Não se pode, entretanto, refutar à partida a possibilidade de distinguir entre (i) a união stricto sensu de diversos imóveis união da qual não caiba reconhecer o caráter principal de um dos prédios em relação a outro, e (ii) a mera adscrição de uma ou mais porções prediais partes adscritas a um imóvel principal contíguo, adscrição em que se manifeste relacionamento de acessoriedade (cf. Enneccerus, Kipp e Wolff). Este é um problema factual e muito possivelmente antes afeto a uma decisão judiciária do que à qualificação registral, mas não se pode negar haja hipóteses de evidente acessoriedade na agregação: p.ex., pensemos na aquisição de uma relativamente pequena franja de terreno para juntar-se uma gleba extensa; insista-se: suponhamos que se adquira por meio de usucapião uma nesga de uns tantos metros quadrados que se agreguem a uma grande fazenda.
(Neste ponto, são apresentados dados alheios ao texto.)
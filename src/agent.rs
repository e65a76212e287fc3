//! A single deterministic-policy learner (actor, critic, their targets,
//! optimizer state, and one gradient step).

use crate::buffer::Transition;
use crate::net::{device, hard_copy, soft_update, Mlp, OutputActivation};
use candle_core::{DType, Tensor};
use candle_nn::{AdamW, Optimizer, ParamsAdamW, VarBuilder, VarMap};
use rand::rngs::StdRng;
use rand_distr::{Distribution, Normal};

const ACT_DIM: usize = 2;

pub struct AgentHyperparams {
    pub lr_actor: f64,
    pub lr_critic: f64,
    pub gamma: f64,
    pub tau: f64,
    pub sigma: f32,
}

impl Default for AgentHyperparams {
    fn default() -> Self {
        AgentHyperparams { lr_actor: 1e-4, lr_critic: 1e-3, gamma: 0.99, tau: 0.005, sigma: 0.1 }
    }
}

pub struct Agent {
    obs_dim: usize,
    actor: Mlp,
    actor_t: Mlp,
    critic: Mlp,
    critic_t: Mlp,
    actor_vars: VarMap,
    actor_t_vars: VarMap,
    critic_vars: VarMap,
    critic_t_vars: VarMap,
    opt_actor: AdamW,
    opt_critic: AdamW,
    hp: AgentHyperparams,
}

impl Agent {
    pub fn new(obs_dim: usize, hp: AgentHyperparams) -> candle_core::Result<Self> {
        let dev = device();

        let actor_vars = VarMap::new();
        let actor = Mlp::new(
            VarBuilder::from_varmap(&actor_vars, DType::F32, &dev),
            obs_dim,
            ACT_DIM,
            OutputActivation::Tanh,
        )?;
        let actor_t_vars = VarMap::new();
        let actor_t = Mlp::new(
            VarBuilder::from_varmap(&actor_t_vars, DType::F32, &dev),
            obs_dim,
            ACT_DIM,
            OutputActivation::Tanh,
        )?;

        let critic_vars = VarMap::new();
        let critic = Mlp::new(
            VarBuilder::from_varmap(&critic_vars, DType::F32, &dev),
            obs_dim + ACT_DIM,
            1,
            OutputActivation::Linear,
        )?;
        let critic_t_vars = VarMap::new();
        let critic_t = Mlp::new(
            VarBuilder::from_varmap(&critic_t_vars, DType::F32, &dev),
            obs_dim + ACT_DIM,
            1,
            OutputActivation::Linear,
        )?;

        hard_copy(&actor_t_vars, &actor_vars)?;
        hard_copy(&critic_t_vars, &critic_vars)?;

        let opt_actor = AdamW::new(actor_vars.all_vars(), ParamsAdamW { lr: hp.lr_actor, ..Default::default() })?;
        let opt_critic = AdamW::new(critic_vars.all_vars(), ParamsAdamW { lr: hp.lr_critic, ..Default::default() })?;

        Ok(Agent {
            obs_dim,
            actor,
            actor_t,
            critic,
            critic_t,
            actor_vars,
            actor_t_vars,
            critic_vars,
            critic_t_vars,
            opt_actor,
            opt_critic,
            hp,
        })
    }

    /// Computes `a = actor(obs)`, optionally blends in a prior action, adds
    /// exploration noise unless `deterministic`, and clips to `[-1,1]`.
    pub fn act(
        &self,
        obs: &[f32],
        prior_action: Option<(f32, f32)>,
        beta: f32,
        deterministic: bool,
        rng: &mut StdRng,
    ) -> candle_core::Result<(f32, f32)> {
        debug_assert_eq!(obs.len(), self.obs_dim);
        let dev = device();
        let obs_t = Tensor::from_vec(obs.to_vec(), (1, self.obs_dim), &dev)?;
        let a = self.actor.forward(&obs_t)?;
        let raw = a.squeeze(0)?.to_vec1::<f32>()?;
        let mut action = (raw[0], raw[1]);

        if let Some(prior) = prior_action {
            if beta > 0.0 {
                action = (
                    (1.0 - beta) * action.0 + beta * prior.0,
                    (1.0 - beta) * action.1 + beta * prior.1,
                );
            }
        }

        if !deterministic {
            let noise = Normal::new(0.0f32, self.hp.sigma).unwrap();
            action = (action.0 + noise.sample(rng), action.1 + noise.sample(rng));
        }

        Ok((action.0.clamp(-1.0, 1.0), action.1.clamp(-1.0, 1.0)))
    }

    /// One gradient step over a sampled batch. Returns `(actor_loss,
    /// critic_loss)`. `alpha_prior > 0` with `prior_actions` present adds
    /// the prior-regularization term to the actor loss.
    pub fn update(
        &mut self,
        batch: &[Transition],
        alpha_prior: f32,
    ) -> candle_core::Result<(f32, f32)> {
        let dev = device();
        let b = batch.len();

        let obs: Vec<f32> = batch.iter().flat_map(|t| t.obs.iter().copied()).collect();
        let nobs: Vec<f32> = batch.iter().flat_map(|t| t.next_obs.iter().copied()).collect();
        let act: Vec<f32> = batch.iter().flat_map(|t| [t.action.0, t.action.1]).collect();
        let rew: Vec<f32> = batch.iter().map(|t| t.reward).collect();
        let done: Vec<f32> = batch.iter().map(|t| t.done).collect();

        let obs_t = Tensor::from_vec(obs, (b, self.obs_dim), &dev)?;
        let nobs_t = Tensor::from_vec(nobs, (b, self.obs_dim), &dev)?;
        let act_t = Tensor::from_vec(act, (b, ACT_DIM), &dev)?;
        let rew_t = Tensor::from_vec(rew, (b, 1), &dev)?;
        let done_t = Tensor::from_vec(done, (b, 1), &dev)?;

        // TD target, detached: y = r + gamma*(1-done)*critic_t(nobs, actor_t(nobs))
        let na = self.actor_t.forward(&nobs_t)?;
        let q_t_in = Tensor::cat(&[&nobs_t, &na], 1)?;
        let q_t = self.critic_t.forward(&q_t_in)?;
        let not_done = done_t.affine(-1.0, 1.0)?;
        let y = rew_t.add(&not_done.mul(&q_t.affine(self.hp.gamma, 0.0)?)?)?;
        let y = y.detach();

        // Critic loss: MSE(critic(o,a) - y)
        let q_in = Tensor::cat(&[&obs_t, &act_t], 1)?;
        let q = self.critic.forward(&q_in)?;
        let diff = q.sub(&y)?;
        let loss_c = diff.sqr()?.mean_all()?;
        self.opt_critic.backward_step(&loss_c)?;

        // Actor loss: -mean(critic(o, actor(o))) [+ prior regularization]
        let a = self.actor.forward(&obs_t)?;
        let pi_in = Tensor::cat(&[&obs_t, &a], 1)?;
        let q_pi = self.critic.forward(&pi_in)?;
        let mut loss_a = q_pi.mean_all()?.neg()?;

        let has_prior = alpha_prior > 0.0 && batch.iter().all(|t| t.prior_action.is_some());
        if has_prior {
            let prior: Vec<f32> = batch
                .iter()
                .flat_map(|t| {
                    let p = t.prior_action.unwrap();
                    [p.0, p.1]
                })
                .collect();
            let prior_t = Tensor::from_vec(prior, (b, ACT_DIM), &dev)?;
            let reg = a.sub(&prior_t)?.sqr()?.mean_all()?.affine(alpha_prior as f64, 0.0)?;
            loss_a = loss_a.add(&reg)?;
        }
        self.opt_actor.backward_step(&loss_a)?;

        soft_update(&self.actor_t_vars, &self.actor_vars, self.hp.tau)?;
        soft_update(&self.critic_t_vars, &self.critic_vars, self.hp.tau)?;

        Ok((loss_a.to_scalar::<f32>()?, loss_c.to_scalar::<f32>()?))
    }
}

#[cfg(test)]
mod tests {
    use super::*;
    use rand::SeedableRng;

    fn sample_transition(obs_dim: usize) -> Transition {
        Transition {
            obs: vec![0.1; obs_dim],
            action: (0.2, -0.3),
            reward: 1.0,
            next_obs: vec![0.1; obs_dim],
            done: 0.0,
            prior_action: None,
        }
    }

    #[test]
    fn act_returns_bounded_action() {
        let agent = Agent::new(12, AgentHyperparams::default()).unwrap();
        let mut rng = StdRng::seed_from_u64(0);
        let obs = vec![0.5; 12];
        let (x, y) = agent.act(&obs, None, 0.0, false, &mut rng).unwrap();
        assert!((-1.0..=1.0).contains(&x));
        assert!((-1.0..=1.0).contains(&y));
    }

    #[test]
    fn prior_blend_with_full_beta_matches_prior() {
        let agent = Agent::new(8, AgentHyperparams::default()).unwrap();
        let mut rng = StdRng::seed_from_u64(0);
        let obs = vec![0.0; 8];
        let (x, y) = agent.act(&obs, Some((0.4, -0.6)), 1.0, true, &mut rng).unwrap();
        assert!((x - 0.4).abs() < 1e-5);
        assert!((y - (-0.6)).abs() < 1e-5);
    }

    #[test]
    fn critic_loss_is_nonnegative() {
        let mut agent = Agent::new(6, AgentHyperparams::default()).unwrap();
        let batch: Vec<Transition> = (0..8).map(|_| sample_transition(6)).collect();
        let (_, loss_c) = agent.update(&batch, 0.0).unwrap();
        assert!(loss_c >= 0.0);
    }
}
Ter-se-ia de cogitar, pois, em um quadro excepcional, mas já Carvalho Santos admitia refugir da tese comum de não expansividade objetiva da hipoteca a anexação de prédios quando se tratasse de um estabelecimento industrial.
 
Em contrapartida, no entanto, a segregação do imóvel hipotecado não o reduz objetivamente, porque a garantia persevera em todas as porções do prédio, nada obstante deva a hipoteca inscrever-se na matrícula que corresponda à parte segregada (parece que, nesta hipótese, caiba mero averbamento de transporte ou traslado).
 
803. As servidões ativas dos imóveis hipotecados é dizer, as servidões constituídas em favor destes prédios garantes incluem-se no objeto da garantia (o que, no Brasil, já era previsão expressa do Decreto n. 370, de 1890: “A hypotheca abrange: § 1º O immovel com todas as suas pertenças e servidões activas” art. 137), e é da doutrina que a segunda parte do art. 811 do Código civil nacional de 1916 compreendia, sob a noção de ônus reais, as servidões ativas (vidē, por todos, Martinho Garcez e Lafayette), desde que não separadas do imóvel correspondente (cf., inter plures, Affonso Fraga e Serpa Lopes). As servidões inerem ao prédio dominante, e, pois, suposto se constituam posteriormente à instituição hipotecária, acedem ao imóvel garante.
 
Por outro lado, a extinção das servidões passivas ou seja, aquelas em que o imóvel hipotecado é o serviente configura uma hipótese também de acessão natural (Alberto Leuro), de maneira que supressa uma servidão passiva p.ex., uma passagem forçada, quando sobrevém ao imóvel dominante a abertura contígua de uma via pública, dá-se um acréscimo de valor econômico que adere ao prédio hipotecado.